It’s not every day one high school dropout gets to challenge a billionaire dropout, and likely the only dropout ever to reach outer space.
I got this challenge idea reading in a recent edition of The Morning Call about the Horatio Alger-like story of Jared Isaacman, the “local boy does good” phenom who’s one of the growing number of billionaires in the U.S.
Isaacman said he “was disappointed as a child when he found out that there wasn’t much left to discover on Earth,” which surely fueled his aspirations for space exploration. He seems to believe the Earth no longer offers frontiers to conquer. I vehemently disagree. Frontiers abound, if you refuse to look away.

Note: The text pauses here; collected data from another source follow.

use anyhow::Result;
use async_trait::async_trait;

use crate::guard::{render_refusal, Guard, GuardAction, GuardContext};
use crate::patterns;
use crate::request::ToolKind;

/// Blocks mock-framework code from entering the tree. Mocks in tests have
/// repeatedly hidden real integration failures.
pub struct MockCodeGuard;

#[async_trait]
impl Guard for MockCodeGuard {
    fn name(&self) -> &'static str {
        "mock_code"
    }

    fn description(&self) -> &'static str {
        "Blocks introduction of mock-framework code"
    }

    async fn should_trigger(&self, ctx: &mut GuardContext<'_>) -> Result<bool> {
        let text = ctx.request.incoming_text();
        Ok(!patterns::find_labeled(&text, &patterns::MOCK_CODE).is_empty())
    }

    fn message(&self, ctx: &GuardContext<'_>) -> String {
        let text = ctx.request.incoming_text();
        let found = patterns::find_labeled(&text, &patterns::MOCK_CODE);
        let mut msg = format!(
            "[{}] blocked this write to {}.\n\nDetected mock patterns:\n",
            self.name(),
            ctx.request.file_path
        );
        for (label, excerpt) in &found {
            msg.push_str(&format!("  - {label}: `{excerpt}`\n"));
        }
        msg.push_str(
            "\nMocked tests pass while the real integration is broken. Test against \
             the real dependency; if it is too slow, fix the dependency setup.\n\
             \nIf a human operator has explicitly approved this, re-run with\n\
             HOOK_OVERRIDE_CODE=<code from your authenticator> set in the environment.\n",
        );
        msg
    }
}

/// Blocks markers that weaken test enforcement: skip decorators, manual
/// pre-commit stages, fast-mode flags.
pub struct TestBypassGuard;

#[async_trait]
impl Guard for TestBypassGuard {
    fn name(&self) -> &'static str {
        "test_bypass_markers"
    }

    fn description(&self) -> &'static str {
        "Blocks code patterns that bypass test enforcement"
    }

    async fn should_trigger(&self, ctx: &mut GuardContext<'_>) -> Result<bool> {
        let text = ctx.request.incoming_text();
        Ok(!patterns::find_labeled(&text, &patterns::TEST_BYPASS).is_empty())
    }

    fn message(&self, ctx: &GuardContext<'_>) -> String {
        let text = ctx.request.incoming_text();
        let found = patterns::find_labeled(&text, &patterns::TEST_BYPASS);
        let mut msg = format!(
            "[{}] blocked this write to {}.\n\nDetected bypass patterns:\n",
            self.name(),
            ctx.request.file_path
        );
        for (label, excerpt) in &found {
            msg.push_str(&format!("  - {label}: `{excerpt}`\n"));
        }
        msg.push_str(
            "\nEvery test runs every time. Fix slow tests instead of skipping them; \
             a skipped test is a failure nobody sees.\n\
             \nIf a human operator has explicitly approved this, re-run with\n\
             HOOK_OVERRIDE_CODE=<code from your authenticator> set in the environment.\n",
        );
        msg
    }
}

/// Blocks edits to the pre-commit configuration, which defines the
/// verification the no-verify guard protects.
pub struct PreCommitConfigGuard;

#[async_trait]
impl Guard for PreCommitConfigGuard {
    fn name(&self) -> &'static str {
        "precommit_config"
    }

    fn description(&self) -> &'static str {
        "Blocks edits to .pre-commit-config.yaml"
    }

    async fn should_trigger(&self, ctx: &mut GuardContext<'_>) -> Result<bool> {
        Ok(ctx.request.file_path.ends_with(".pre-commit-config.yaml"))
    }

    fn message(&self, ctx: &GuardContext<'_>) -> String {
        render_refusal(
            self.name(),
            &ctx.request.file_path,
            "The pre-commit configuration is the contract for what every commit \
             must pass. Edits here usually aim to loosen it.",
            "Propose the change to a human reviewer; the config is edited by people.",
            true,
        )
    }
}

/// Warns when scratch files (test_*, debug_*, temp_* ...) are written at the
/// repository root instead of a scratch area.
pub struct TempFileLocationGuard;

#[async_trait]
impl Guard for TempFileLocationGuard {
    fn name(&self) -> &'static str {
        "temp_file_location"
    }

    fn description(&self) -> &'static str {
        "Warns when scratch files land outside a scratch directory"
    }

    fn default_action(&self) -> GuardAction {
        GuardAction::Allow
    }

    async fn should_trigger(&self, ctx: &mut GuardContext<'_>) -> Result<bool> {
        if ctx.request.tool != ToolKind::Write {
            return Ok(false);
        }
        let path = std::path::Path::new(&ctx.request.file_path);
        let Some(name) = path.file_name().and_then(|n| n.to_str()) else {
            return Ok(false);
        };
        if !patterns::TEMP_FILE_PREFIX.is_match(name) {
            return Ok(false);
        }
        // Files under tests/ or tmp-ish directories are where they belong.
        let parent = path.parent().map(|p| p.to_string_lossy().to_string()).unwrap_or_default();
        Ok(!parent.contains("test") && !parent.contains("tmp") && !parent.contains("scratch"))
    }

    fn message(&self, ctx: &GuardContext<'_>) -> String {
        format!(
            "[{}] `{}` looks like a scratch file outside a scratch directory. \
             Put throwaway scripts under a tmp/ or scratch/ directory so they \
             do not end up committed.",
            self.name(),
            ctx.request.file_path
        )
    }
}

/// Warns after edits to Dockerfiles or compose files: the running containers
/// no longer match the sources.
pub struct ContainerRebuildReminder;

#[async_trait]
impl Guard for ContainerRebuildReminder {
    fn name(&self) -> &'static str {
        "container_rebuild"
    }

    fn description(&self) -> &'static str {
        "Reminds that container definition edits require a rebuild"
    }

    fn default_action(&self) -> GuardAction {
        GuardAction::Allow
    }

    async fn should_trigger(&self, ctx: &mut GuardContext<'_>) -> Result<bool> {
        Ok(patterns::matches_any(
            &ctx.request.file_path,
            &patterns::DOCKER_FILES,
        ))
    }

    fn message(&self, ctx: &GuardContext<'_>) -> String {
        format!(
            "[{}] {} defines the container image; the running containers now \
             differ from it. Rebuild with `docker compose up -d --build` when done.",
            self.name(),
            ctx.request.file_path
        )
    }
}

/// Warns on schema and migration edits, which need a coordinated rollout.
pub struct SchemaChangeReminder;

#[async_trait]
impl Guard for SchemaChangeReminder {
    fn name(&self) -> &'static str {
        "schema_change"
    }

    fn description(&self) -> &'static str {
        "Reminds about migration discipline on schema file edits"
    }

    fn default_action(&self) -> GuardAction {
        GuardAction::Allow
    }

    async fn should_trigger(&self, ctx: &mut GuardContext<'_>) -> Result<bool> {
        let path = ctx.request.file_path.to_lowercase();
        Ok(path.ends_with(".sql") || path.contains("/migrations/") || path.contains("schema"))
    }

    fn message(&self, ctx: &GuardContext<'_>) -> String {
        format!(
            "[{}] {} touches the database schema. Make sure a migration exists \
             and runs before code that depends on it ships.",
            self.name(),
            ctx.request.file_path
        )
    }
}

/// Warns when the incoming content carries credential-shaped strings.
pub struct SecretLeakGuard;

#[async_trait]
impl Guard for SecretLeakGuard {
    fn name(&self) -> &'static str {
        "secret_leak"
    }

    fn description(&self) -> &'static str {
        "Warns when written content contains credential-shaped strings"
    }

    fn default_action(&self) -> GuardAction {
        GuardAction::Allow
    }

    async fn should_trigger(&self, ctx: &mut GuardContext<'_>) -> Result<bool> {
        let text = ctx.request.incoming_text();
        Ok(!patterns::find_labeled(&text, &patterns::SECRET_SHAPES).is_empty())
    }

    fn message(&self, ctx: &GuardContext<'_>) -> String {
        let text = ctx.request.incoming_text();
        let found = patterns::find_labeled(&text, &patterns::SECRET_SHAPES);
        let labels: Vec<&str> = found.iter().map(|(label, _)| *label).collect();
        format!(
            "[{}] {} appears to contain: {}. Keep credentials in the environment \
             or a secrets manager, never in the tree.",
            self.name(),
            ctx.request.file_path,
            labels.join(", ")
        )
    }
}

#[cfg(test)]
mod tests {
    use super::*;
    use crate::request::normalize;

    fn write(file_path: &str, content: &str) -> crate::request::Request {
        normalize(&format!(
            r#"{{"tool_name":"Write","tool_input":{{"file_path":{},"content":{}}}}}"#,
            serde_json::to_string(file_path).unwrap(),
            serde_json::to_string(content).unwrap()
        ))
        .unwrap()
    }

    fn edit(file_path: &str, new_string: &str) -> crate::request::Request {
        normalize(&format!(
            r#"{{"tool_name":"Edit","tool_input":{{"file_path":{},"old_string":"x","new_string":{}}}}}"#,
            serde_json::to_string(file_path).unwrap(),
            serde_json::to_string(new_string).unwrap()
        ))
        .unwrap()
    }

    async fn triggers(guard: &dyn Guard, request: &crate::request::Request) -> bool {
        let mut ctx = GuardContext::new(request);
        guard.should_trigger(&mut ctx).await.unwrap()
    }

    #[tokio::test]
    async fn mock_code_positive_and_negative() {
        let guard = MockCodeGuard;
        let req = write(
            "/repo/test.py",
            "import unittest.mock\n@mock.patch('s')\ndef t(): pass",
        );
        assert!(triggers(&guard, &req).await);
        let mut ctx = GuardContext::new(&req);
        assert!(guard.should_trigger(&mut ctx).await.unwrap());
        let msg = guard.message(&ctx);
        assert!(msg.contains("mock.patch decorator"));
        assert!(msg.contains("unittest.mock import"));

        assert!(!triggers(&guard, &write("/repo/real.py", "def add(a, b): return a + b")).await);
    }

    #[tokio::test]
    async fn mock_code_in_single_edit_triggers() {
        let guard = MockCodeGuard;
        assert!(triggers(&guard, &edit("/repo/test.py", "m = MagicMock()")).await);
    }

    #[tokio::test]
    async fn pattern_split_across_edits_does_not_trigger() {
        // "@mock." in one edit, "patch" in another: per-edit isolation holds.
        let guard = MockCodeGuard;
        let req = normalize(
            r#"{"tool_name":"MultiEdit","tool_input":{"file_path":"/repo/t.py","edits":[
                {"old_string":"a","new_string":"x = \"@mock.\""},
                {"old_string":"b","new_string":"y = \"patch-level\""}
            ]}}"#,
        )
        .unwrap();
        assert!(!triggers(&guard, &req).await);
    }

    #[tokio::test]
    async fn test_bypass_markers() {
        let guard = TestBypassGuard;
        assert!(triggers(&guard, &write("/repo/t.py", "@pytest.mark.skip\ndef test_x(): pass")).await);
        assert!(triggers(&guard, &write("/repo/.pre-commit-config.yaml", "stages: [manual]")).await);
        assert!(triggers(&guard, &edit("/repo/run.sh", "pytest --fast ")).await);
        assert!(!triggers(&guard, &write("/repo/t.py", "def test_x(): assert f() == 3")).await);
    }

    #[tokio::test]
    async fn precommit_config_path() {
        let guard = PreCommitConfigGuard;
        assert!(triggers(&guard, &edit("/repo/.pre-commit-config.yaml", "repos: []")).await);
        assert!(!triggers(&guard, &edit("/repo/config.yaml", "a: 1")).await);
    }

    #[tokio::test]
    async fn temp_file_location() {
        let guard = TempFileLocationGuard;
        assert!(triggers(&guard, &write("/repo/debug_thing.py", "print(1)")).await);
        assert!(!triggers(&guard, &write("/repo/tests/test_api.py", "def test(): pass")).await);
        assert!(!triggers(&guard, &write("/repo/tmp/debug_thing.py", "print(1)")).await);
        assert!(!triggers(&guard, &write("/repo/main.py", "print(1)")).await);
    }

    #[tokio::test]
    async fn container_rebuild_reminder() {
        let guard = ContainerRebuildReminder;
        assert!(triggers(&guard, &edit("/repo/Dockerfile", "FROM rust:1.80")).await);
        assert!(triggers(&guard, &edit("/repo/docker-compose.dev.yml", "services:")).await);
        assert!(!triggers(&guard, &edit("/repo/src/main.rs", "fn main() {}")).await);
    }

    #[tokio::test]
    async fn schema_change_reminder() {
        let guard = SchemaChangeReminder;
        assert!(triggers(&guard, &edit("/repo/migrations/0003_add_users.sql", "ALTER TABLE")).await);
        assert!(triggers(&guard, &edit("/repo/db/schema.rb", "create_table")).await);
        assert!(!triggers(&guard, &edit("/repo/src/lib.rs", "fn x() {}")).await);
    }

    #[tokio::test]
    async fn secret_leak() {
        let guard = SecretLeakGuard;
        assert!(
            triggers(
                &guard,
                &write("/repo/config.py", "key = AKIAIOSFODNN7EXAMPLE1")
            )
            .await
        );
        assert!(
            !triggers(&guard, &write("/repo/config.py", "key = os.environ['AWS_KEY']")).await
        );
    }
}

Here’s a frontier — more challenging than going to Mars — I propose to him and others of obscene wealth they cannot truly believe they rightfully possess, while others starve. Share your wealth to change this national embarrassment, stemming from the worst wealth inequality:
Poor Black children born in the bottom 20% in the U.S. have just a 3% chance of rising to the top 20%, poor Hispanic children just a 9% chance, and poor White children just a 12% chance.
Such injustice isn’t accidental. Isaacman admits that a “lot of luck” figured prominently in his ascent to the top 20% — actually, as a billionaire, to the top 0.00027%.
It’s not luck that generates success. More determinative is luck’s cousin, privilege. And whether we call it “white privilege” or privilege of economic class, being born in the right ZIP code is the path toward moving up in America.
For too many children the ZIP code they’re born into is a death sentence to their American dream. Perhaps this is what comedian, George Carlin, meant when he insightfully said “they call it the American dream because you have to be asleep to believe it.” Certainly, it’s a lie, at least for poor children. Or as Abigail Disney, the Emmy-winning documentary filmmaker, says, for too many children, it’s “The American Dream and Other Fairy Tales,” a movie everyone should watch.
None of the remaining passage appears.